American choreographer

Florence Rogge (December 20, 1904 – October 26, 1992) was an American dancer and choreographer, and artistic director of the Corps de Ballet at Radio City Music Hall from 1932 to 1952.

== Early life and education ==
Rogge was born in Detroit, Michigan, one of the six daughters of Gustav Rogge and Wilhelmine "Minnie" Berg, both of German descent. Her father was born in Germany and her mother was born in Wisconsin.

== Career ==
Rogge ran a dance studio with Leon Leonidoff in the 1920s, and worked with him and Léonide Massine at the Roxy Theatre. She also worked in Toronto for a time, dancing, teaching and directing theatrical productions. In 1931, she was a guest artist at a meeting of the New York Society of Teachers of Dancing.
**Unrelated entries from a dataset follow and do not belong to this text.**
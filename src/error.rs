//! Error types.
//!
//! Every failure is terminal for the invocation; there is no partial-success
//! state. Each concern has its own enum, folded into [`Error`].

use std::fmt;

use thiserror::Error;

/// Top-level error.
#[derive(Error, Debug)]
pub enum Error {
    #[error(transparent)]
    Validation(#[from] ValidationError),

    #[error(transparent)]
    Cipher(#[from] CipherError),

    #[error(transparent)]
    Secret(#[from] SecretError),

    #[error(transparent)]
    Transport(#[from] TransportError),

    #[error(transparent)]
    Config(#[from] ConfigError),

    #[error(transparent)]
    Key(#[from] KeyError),

    #[error("io error: {0}")]
    Io(#[from] std::io::Error),

    #[error("json error: {0}")]
    Json(#[from] serde_json::Error),
}

/// Malformed desired-secret input.
#[derive(Error, Debug, PartialEq, Eq)]
pub enum ValidationError {
    #[error("ensure that each secret has a non-empty key and value: key is empty")]
    EmptyKey,

    #[error("ensure that each secret has a non-empty key and value: value of '{0}' is empty")]
    EmptyValue(String),

    #[error("keys of secrets cannot start with a number: '{0}'")]
    LeadingDigit(String),

    #[error("expected KEY=VALUE, got '{0}'")]
    MissingSeparator(String),

    #[error("secret '{0}' is given more than once")]
    DuplicateKey(String),

    #[error("invalid environment '{0}': must be one of dev, test, staging, prod")]
    InvalidEnvironment(String),
}

/// Envelope or field authentication failures.
///
/// These sit on the security boundary and are never downgraded to warnings.
#[derive(Error, Debug)]
pub enum CipherError {
    #[error("integrity check failed: {0}")]
    Integrity(String),

    #[error("invalid key length: expected {expected} bytes, got {actual}")]
    InvalidKeyLength { expected: usize, actual: usize },

    #[error("encryption failed: {0}")]
    EncryptionFailed(String),

    #[error("decrypted data is not valid UTF-8")]
    InvalidUtf8,
}

/// Name resolution failures against the remote secret set.
#[derive(Error, Debug, PartialEq, Eq)]
pub enum SecretError {
    #[error("secret name(s) [{}] do not exist in your project. To see which secrets exist run `stowaway secrets`", .0.join(", "))]
    UnknownNames(Vec<String>),
}

/// The batch call that failed.
#[derive(Debug, Clone, Copy, PartialEq, Eq)]
pub enum Operation {
    Creation,
    Modification,
    Deletion,
}

impl fmt::Display for Operation {
    fn fmt(&self, f: &mut fmt::Formatter<'_>) -> fmt::Result {
        let name = match self {
            Self::Creation => "creation",
            Self::Modification => "modification",
            Self::Deletion => "deletion",
        };
        f.write_str(name)
    }
}

/// A batch network call failed.
#[derive(Error, Debug)]
#[error("secret {operation} failed: {reason}")]
pub struct TransportError {
    pub operation: Operation,
    pub reason: String,
}

impl TransportError {
    pub fn new(operation: Operation, reason: impl Into<String>) -> Self {
        Self {
            operation,
            reason: reason.into(),
        }
    }
}

/// Workspace configuration errors.
#[derive(Error, Debug)]
pub enum ConfigError {
    #[error("not initialized: run `stowaway init` first")]
    NotInitialized,

    #[error("already initialized: .stowaway.toml exists")]
    AlreadyInitialized,

    #[error("store already exists at {0}")]
    StoreExists(String),

    #[error("failed to read config: {0}")]
    ReadFile(#[source] std::io::Error),

    #[error("failed to parse config: {0}")]
    Parse(#[from] toml::de::Error),

    #[error("failed to serialize config: {0}")]
    Serialize(#[from] toml::ser::Error),

    #[error("config is missing required field '{field}'")]
    MissingField { field: &'static str },

    #[error("store belongs to workspace '{actual}', expected '{expected}'")]
    WorkspaceMismatch { expected: String, actual: String },
}

/// User identity errors.
#[derive(Error, Debug)]
pub enum KeyError {
    #[error("no identity found at {0}: run `stowaway init` first")]
    NoIdentity(String),

    #[error("no project key envelope for {0}: ask a workspace member to add you")]
    NotAMember(String),

    #[error("invalid identity: {0}")]
    InvalidFormat(String),

    #[error("failed to read identity: {0}")]
    ReadFailed(#[source] std::io::Error),

    #[error("failed to write identity: {0}")]
    WriteFailed(#[source] std::io::Error),
}

pub type Result<T> = std::result::Result<T, Error>;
Rogge was the artistic director and choreographer of the Corps de Ballet at Radio City Music Hall from its inaugural program in 1932 into the 1950s. She designed an original dance program to support each new film shown at the theatre, with fresh programs every few weeks. In 1933, the New York Times dance critic John Martin wrote that Rogge's "routines are distinctly of the 'commercial' type, amorphous and styleless." She was the first woman to produce a show at Radio City Music Hall, in 1935. Her sister Hattie was also on the Radio City staff, as a costume designer.

Rogge's Broadway credits included choreography for two shows, The Well of Romance (1930) and Virginia (1937). A painting by Jules Cannert, depicting Rogge in a barefoot dance pose, was the cover illustration of the February 1930 issue of The Dance magazine. Al Hirschfeld drew Rogge at the control board of the Radio City Music Hall stage in 1940.

She retired from Radio City Music Hall in October 1952, succeeded by her assistant, Margaret Sande.

== Personal life ==
In 1932, Leon Leonidoff's wife made public accusations about the nature of his relationship with Rogge. In 1933, Rogge married businessman Joseph J. Dickman. The Dickmans spent their winters in Florida in the 1950s. She died in Miami, Florida in 1992, at the age of 87.